### [Instructions to follow]
The complete listing should be transcribed precisely.

### [Records shown]
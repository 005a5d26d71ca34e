//! `list_available_commands` MCP tool handler.

use std::collections::BTreeSet;

use rmcp::handler::server::tool::ToolCallContext;
use rmcp::model::CallToolResult;

use crate::mcp::handler::PwndbgServer;
use crate::mcp::tools::util::text_result;
use crate::models::policy::{AdmissionPolicy, COMMAND_CATEGORIES};

/// Render the admitted commands grouped by category.
///
/// Only commands the active policy admits are shown; admitted commands
/// outside the built-in categories are grouped under "Other".
#[must_use]
pub fn render_command_list(policy: &AdmissionPolicy) -> String {
    let mut out = String::from("=== Available pwndbg commands ===\n\n");
    let mut listed: BTreeSet<&str> = BTreeSet::new();

    for (category, commands) in COMMAND_CATEGORIES {
        let admitted: Vec<&str> = commands
            .iter()
            .copied()
            .filter(|command| policy.admits(command))
            .collect();
        listed.extend(admitted.iter().copied());
        push_group(&mut out, category, &admitted);
    }

    let others: Vec<&str> = policy
        .admitted_tokens
        .iter()
        .map(String::as_str)
        .filter(|command| !listed.contains(command))
        .collect();
    push_group(&mut out, "Other", &others);

    out.push_str(
        "Note: execute_custom_command runs any of the commands above directly, \
         but prefer the dedicated tool when one exists.",
    );
    out
}

fn push_group(out: &mut String, category: &str, commands: &[&str]) {
    if commands.is_empty() {
        return;
    }
    out.push_str(category);
    out.push_str(":\n");
    for command in commands {
        out.push_str("  - ");
        out.push_str(command);
        out.push('\n');
    }
    out.push('\n');
}

/// Handle the `list_available_commands` tool call.
///
/// # Errors
///
/// Never fails.
#[allow(clippy::unnecessary_wraps)] // Signature shared with the other tool handlers.
pub fn handle(
    context: &ToolCallContext<'_, PwndbgServer>,
) -> Result<CallToolResult, rmcp::ErrorData> {
    let text = render_command_list(&context.service.state().policy);
    Ok(text_result(text))
}
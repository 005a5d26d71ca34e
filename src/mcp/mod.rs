//! Model Context Protocol server layer.

pub mod handler;
pub mod tools;
pub mod transport;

### [Output]
repository 005a5d26d71ca34e
//! `list_available_commands` MCP tool handler.

use std::collections::BTreeSet;

use rmcp::handler::server::tool::ToolCallContext;
use rmcp::model::CallToolResult;

use crate::mcp::handler::PwndbgServer;
use crate::mcp::tools::util::text_result;
use crate::models::policy::{AdmissionPolicy, COMMAND_CATEGORIES};

/// Render the admitted commands grouped by category.
///
/// Only commands the active policy admits are shown; admitted commands
/// outside the built-in categories are grouped under "Other".
#[must_use]
pub fn render_command_list(policy: &AdmissionPolicy) -> String {
    let mut out = String::from("=== Available pwndbg commands ===\n\n");
    let mut listed: BTreeSet<&str> = BTreeSet::new();

    for (category, commands) in COMMAND_CATEGORIES {
        let admitted: Vec<&str> = commands
            .iter()
            .copied()
            .filter(|command| policy.admits(command))
            .collect();
        listed.extend(admitted.iter().copied());
        push_group(&mut out, category, &admitted);
    }

    let others: Vec<&str> = policy
        .admitted_tokens
        .iter()
        .map(String::as_str)
        .filter(|command| !listed.contains(command))
        .collect();
    push_group(&mut out, "Other", &others);

    out.push_str(
        "Note: execute_custom_command runs any of the commands above directly, \
         but prefer the dedicated tool when one exists.",
    );
    out
}

fn push_group(out: &mut String, category: &str, commands: &[&str]) {
    if commands.is_empty() {
        return;
    }
    out.push_str(category);
    out.push_str(":\n");
    for command in commands {
        out.push_str("  - ");
        out.push_str(command);
        out.push('\n');
    }
    out.push('\n');
}

/// Handle the `list_available_commands` tool call.
///
/// # Errors
///
/// Never fails.
#[allow(clippy::unnecessary_wraps)] // Signature shared with the other tool handlers.
pub fn handle(
    context: &ToolCallContext<'_, PwndbgServer>,
) -> Result<CallToolResult, rmcp::ErrorData> {
    let text = render_command_list(&context.service.state().policy);
    Ok(text_result(text))
}
repository 005a5d26d71ca34e
filename src/mcp/mod.rs
//! Model Context Protocol server layer.

pub mod handler;
pub mod tools;
pub mod transport;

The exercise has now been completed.